In 2010, approximately 40 students earned at least 3 dual credits or scored a 3 or above on an AP exam. These 40 students took nearly 100 dual credit or AP courses for a potential total of 300 semester hours. In 2011, only 12.2% of the 22 students sitting for AP exams passed.

Schools in Indiana are assessed by their ISTEP+ scores. In 2010–2011, 97.8% of Fremont High School students passed the mathematics assessment. Meanwhile, 90% of students passed the English/language arts assessment. Fremont High School scores above the state average for students achieving College and Career Readiness (ccr)at 67.8%. In general, academics are secondary to athletics at high schools in this area of Indiana.

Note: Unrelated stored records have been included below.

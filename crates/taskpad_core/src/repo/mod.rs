//! Repository layer abstractions and persistence implementations.
//!
//! # Responsibility
//! - Define the durable slot contract used by the persistence adapter.
//! - Isolate SQLite query details from store/render orchestration.

pub mod slot_repo;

Fremont High School graduates, who pursue collegiate studies, primarily attend schools in Indiana, such as Huntington University (United States), Bethel College (Indiana), IUPUI, and IPFW. A number of current Fremont High School teachers are also Fremont graduates.

==Performing Arts==
Fremont High School has a music program consisting of a concert band, jazz band, concert chorus, and show chorus.

==Athletics==
FHS teams compete in the Northeast Corner Conference of Indiana (NECC) against Angola, Central Noble, Churubusco, Eastside, Fairfield, Hamilton, Lakeland, Prairie Heights, West Noble, and Westview.
Fremont High School has teams for
- boys' & girls' golf
- boys' baseball
- boys' & girls' tennis
- boys' & girls' basketball
- boys' football
- boys' & girls' cross-country and track
- boys' wrestling
- girls' volleyball
- girls' softball

==Facilities==
The current Fremont High School building (adjacent to the elementary school) was opened in the fall of 1980. Fremont High School consists of one building attached to Fremont Elementary School by a hallway. The elementary and high schools share a cafeteria. The high school is two levels with a small elevator for physically disabled students' use. It consists of an upper and lower hallway wrapped around the gymnasium. There is one auditorium, eight restrooms, an auto repair shop, an industrial tech facility, a weight-lifting room, two music rooms, and 20 classrooms. A new Max Mitchell Athletic Complex building which includes an auxiliary gymnasium and related facilities was completed in the fall of 2006.